In a function I placed the int array: factor[ g + 1] . g being input from the standard input but the program makes the array into this: factor[-1]. By the way I'm using xCode on mac. Why does this happen?
vincenzorm117 -4 Newbie Poster
jonsca 1,059 Quantitative Phrenologist Team Colleague Featured Poster
Can you post your code? (or a representative snippet from it)
vincenzorm117 -4 Newbie Poster
bool PerfectCalculator(int g)
{
bool x;
int i, factor[g + 1], sum;
x = false;
sum = 0;
for (i=2; i<g; i++)
{
if (g % i == 0) {
factor[i] = i;
}
else {
factor[i] = 0;
}
}
for (i=0; i<g; i++)
{
sum += factor[i];
}
if (sum == g) {
x = true;
}
else {
x = false;
}
return x;
} jonsca 1,059 Quantitative Phrenologist Team Colleague Featured Poster
It's because array indexes must be known at compile time (unless you are using malloc to create dynamic memory).
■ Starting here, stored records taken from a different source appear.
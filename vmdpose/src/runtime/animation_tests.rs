use crate::runtime::animation::{curve_ratio, evaluate_pose};
use crate::runtime::skeleton::ProxySkeleton;
use crate::runtime::target::TargetSkeleton;
use crate::{BoneKeyframe, BoneSettings, EasingCurve};
use glam::{Quat, Vec2, Vec3};
use std::collections::HashMap;

fn assert_approx(actual: f32, expected: f32) {
    let diff = (actual - expected).abs();
    assert!(
        diff <= 1.0e-4,
        "expected {expected}, got {actual} (diff {diff})"
    );
}

fn assert_vec3(actual: Vec3, expected: Vec3) {
    assert!(
        actual.distance(expected) <= 1.0e-4,
        "expected {expected}, got {actual}"
    );
}

fn assert_quat(actual: Quat, expected: Quat) {
    assert!(
        actual.dot(expected).abs() >= 1.0 - 1.0e-5,
        "expected {expected:?}, got {actual:?}"
    );
}

fn keyframe(frame: u32, translation: Vec3, rotation: Quat) -> BoneKeyframe {
    BoneKeyframe {
        frame,
        translation,
        rotation,
        curves: [EasingCurve::LINEAR; 4],
    }
}

fn simple_target() -> TargetSkeleton {
    let mut target = TargetSkeleton::new();
    let root = target
        .push_bone("cf_j_root", None, Vec3::ZERO, Quat::IDENTITY)
        .unwrap();
    target
        .push_bone("cf_j_hips", Some(root), Vec3::new(0.0, 1.0, 0.0), Quat::IDENTITY)
        .unwrap();
    target
}

fn build(tracks: Vec<(&str, Vec<BoneKeyframe>)>) -> ProxySkeleton {
    let map: HashMap<String, Vec<BoneKeyframe>> = tracks
        .into_iter()
        .map(|(name, frames)| (name.to_string(), frames))
        .collect();
    ProxySkeleton::build(&simple_target(), map)
}

#[test]
fn diagonal_curve_is_exactly_linear() {
    for t in [0.0, 0.125, 0.37, 0.5, 0.9, 1.0] {
        assert_eq!(curve_ratio(&EasingCurve::LINEAR, t), t);
    }
    let diagonal = EasingCurve {
        p1: Vec2::new(0.4, 0.4),
        p2: Vec2::new(0.6, 0.6),
    };
    assert_eq!(curve_ratio(&diagonal, 0.73), 0.73);
}

#[test]
fn eased_curve_hits_endpoints_and_bends_inward() {
    let ease_in = EasingCurve {
        p1: Vec2::new(0.9, 0.1),
        p2: Vec2::new(0.95, 0.2),
    };
    assert_approx(curve_ratio(&ease_in, 0.0), 0.0);
    assert_approx(curve_ratio(&ease_in, 1.0), 1.0);
    let mid = curve_ratio(&ease_in, 0.5);
    assert!(mid < 0.25, "ease-in midpoint should lag: {mid}");

    // Monotonic over a coarse sweep.
    let mut last = 0.0;
    for i in 0..=20 {
        let v = curve_ratio(&ease_in, i as f32 / 20.0);
        assert!(v >= last - 1.0e-4, "not monotonic at step {i}: {v} < {last}");
        last = v;
    }
}

#[test]
fn single_keyframe_is_constant_for_all_times() {
    let rotation = Quat::from_rotation_y(30f32.to_radians());
    let skeleton_template = build(vec![(
        "センター",
        vec![keyframe(10, Vec3::new(1.0, 2.0, 3.0), rotation)],
    )]);
    let settings = BoneSettings::new();

    let mut results = Vec::new();
    for time in [0.0, 7.3, 10.0, 500.0] {
        let mut skeleton = skeleton_template.clone();
        evaluate_pose(&mut skeleton, time, &settings);
        let center = skeleton.bone_index("センター").unwrap();
        results.push((
            skeleton.bone(center).local_position,
            skeleton.bone(center).local_rotation,
        ));
    }

    // Recorded axes flip X and Z, positions scale, and the center keeps its
    // rest height.
    let expected_position = Vec3::new(-1.0, 2.0, -3.0) * 0.085 + Vec3::new(0.0, 1.0, 0.0);
    for (position, rot) in results {
        assert_vec3(position, expected_position);
        assert_quat(rot, rotation);
    }
}

#[test]
fn query_outside_range_clamps_to_endpoints() {
    let mut skeleton = build(vec![(
        "センター",
        vec![
            keyframe(10, Vec3::new(0.0, 0.0, 1.0), Quat::IDENTITY),
            keyframe(20, Vec3::new(0.0, 0.0, 3.0), Quat::IDENTITY),
        ],
    )]);
    let settings = BoneSettings::new();
    let center = skeleton.bone_index("センター").unwrap();

    evaluate_pose(&mut skeleton, 0.0, &settings);
    assert_approx(skeleton.bone(center).local_position.z, -1.0 * 0.085);

    evaluate_pose(&mut skeleton, 100.0, &settings);
    assert_approx(skeleton.bone(center).local_position.z, -3.0 * 0.085);
}

#[test]
fn backward_seek_matches_fresh_evaluation() {
    let frames: Vec<BoneKeyframe> = (0..=50)
        .map(|i| {
            keyframe(
                i * 2,
                Vec3::new(0.0, 0.0, i as f32),
                Quat::from_rotation_y((i as f32).to_radians()),
            )
        })
        .collect();
    let settings = BoneSettings::new();

    let mut scrubbed = build(vec![("センター", frames.clone())]);
    evaluate_pose(&mut scrubbed, 100.0, &settings);
    let center = scrubbed.bone_index("センター").unwrap();
    assert_eq!(scrubbed.bone(center).cursor, 50);
    evaluate_pose(&mut scrubbed, 10.0, &settings);

    let mut fresh = build(vec![("センター", frames)]);
    evaluate_pose(&mut fresh, 10.0, &settings);

    assert_eq!(scrubbed.bone(center).cursor, fresh.bone(center).cursor);
    assert_eq!(scrubbed.bone(center).cursor, 5);
    assert_vec3(
        scrubbed.bone(center).local_position,
        fresh.bone(center).local_position,
    );
    assert_quat(
        scrubbed.bone(center).local_rotation,
        fresh.bone(center).local_rotation,
    );
}

#[test]
fn right_side_fingers_use_mirrored_sign_convention() {
    let raw = Quat::from_xyzw(0.1, 0.2, 0.3, 0.9273618).normalize();
    let settings = BoneSettings::new();

    let mut skeleton = build(vec![
        ("右人指１", vec![keyframe(0, Vec3::ZERO, raw)]),
        ("左人指１", vec![keyframe(0, Vec3::ZERO, raw)]),
    ]);
    evaluate_pose(&mut skeleton, 0.0, &settings);

    let right = skeleton.bone_index("右人指１").unwrap();
    let left = skeleton.bone_index("左人指１").unwrap();
    assert_quat(
        skeleton.bone(right).local_rotation,
        Quat::from_xyzw(-raw.x, -raw.y, raw.z, raw.w),
    );
    assert_quat(
        skeleton.bone(left).local_rotation,
        Quat::from_xyzw(-raw.x, raw.y, -raw.z, raw.w),
    );
}

#[test]
fn rotation_only_joints_ignore_position_channel() {
    let mut skeleton = build(vec![(
        "左腕",
        vec![keyframe(0, Vec3::new(5.0, 5.0, 5.0), Quat::IDENTITY)],
    )]);
    let settings = BoneSettings::new();
    let arm = skeleton.bone_index("左腕").unwrap();
    let before = skeleton.bone(arm).local_position;

    evaluate_pose(&mut skeleton, 0.0, &settings);
    assert_vec3(skeleton.bone(arm).local_position, before);
}

#[test]
fn rotation_offset_applies_after_track_rotation() {
    let mut settings = BoneSettings::new();
    settings.set_rotation_offset("センター", Vec3::new(0.0, 90.0, 0.0));

    let mut skeleton = build(vec![(
        "センター",
        vec![keyframe(0, Vec3::ZERO, Quat::IDENTITY)],
    )]);
    evaluate_pose(&mut skeleton, 0.0, &settings);

    let center = skeleton.bone_index("センター").unwrap();
    assert_quat(
        skeleton.bone(center).local_rotation,
        Quat::from_rotation_y(90f32.to_radians()),
    );
}

#[test]
fn axis_correction_conjugates_track_rotation() {
    let mut settings = BoneSettings::new();
    // Conjugating by a 90-degree yaw maps a pitch rotation onto roll.
    settings.set_axis_correction("センター", Vec3::new(0.0, 90.0, 0.0));

    let pitch = Quat::from_rotation_x(40f32.to_radians());
    // Recorded X flips on conversion; feed the negated angle so the proxy
    // sees +40 degrees.
    let raw = Quat::from_rotation_x(-40f32.to_radians());
    let mut skeleton = build(vec![("センター", vec![keyframe(0, Vec3::ZERO, raw)])]);
    evaluate_pose(&mut skeleton, 0.0, &settings);

    let correction = Quat::from_rotation_y(90f32.to_radians());
    let center = skeleton.bone_index("センター").unwrap();
    assert_quat(
        skeleton.bone(center).local_rotation,
        correction * pitch * correction.inverse(),
    );
}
Try putting it in as a constant value. I'm not sure what was giving you -1 but it's a good bet it is a compiler extension as that should have given an error.
By the way, how are you using bool in C. Do you have a library?
vincenzorm117 -4 Newbie Poster
It's because array indexes must be known at compile time (unless you are using malloc to create dynamic memory). Try putting it in as a constant value. I'm not sure what was giving you -1 but it's a good bet it is a compiler extension as that should have given an error.
1.What exactly do you mean by "array indexes must be known at compile time"?
2. Im not using malloc
3. I can't put it as a constant value
4. It's not giving any errors at all
sorry if I seem unknowledgeable, I am still learning my ways around C. If you don't seem to understand why, do you want me to post my source code?
jonsca 1,059 Quantitative Phrenologist Team Colleague Featured Poster
Non-dynamic arrays must have their sizes known as the file is compiling. That is there must be a "compile time constant" value for the size (I don't believe it can even be a const int declared earlier in the program, but I may be wrong about that) is either:
arraytype arrayname[10];
or you can
#define MAX_SIZE 10
and have
arraytype arrayname[MAX_SIZE];Otherwise you need to declare the memory dynamically using a function like malloc which will give you a pointer to a block of memory.
Anyway, post the code and I'll give it a shot. You don't seem not knowledgeable, I'm not impatient. I just want to make sure I understand the problem.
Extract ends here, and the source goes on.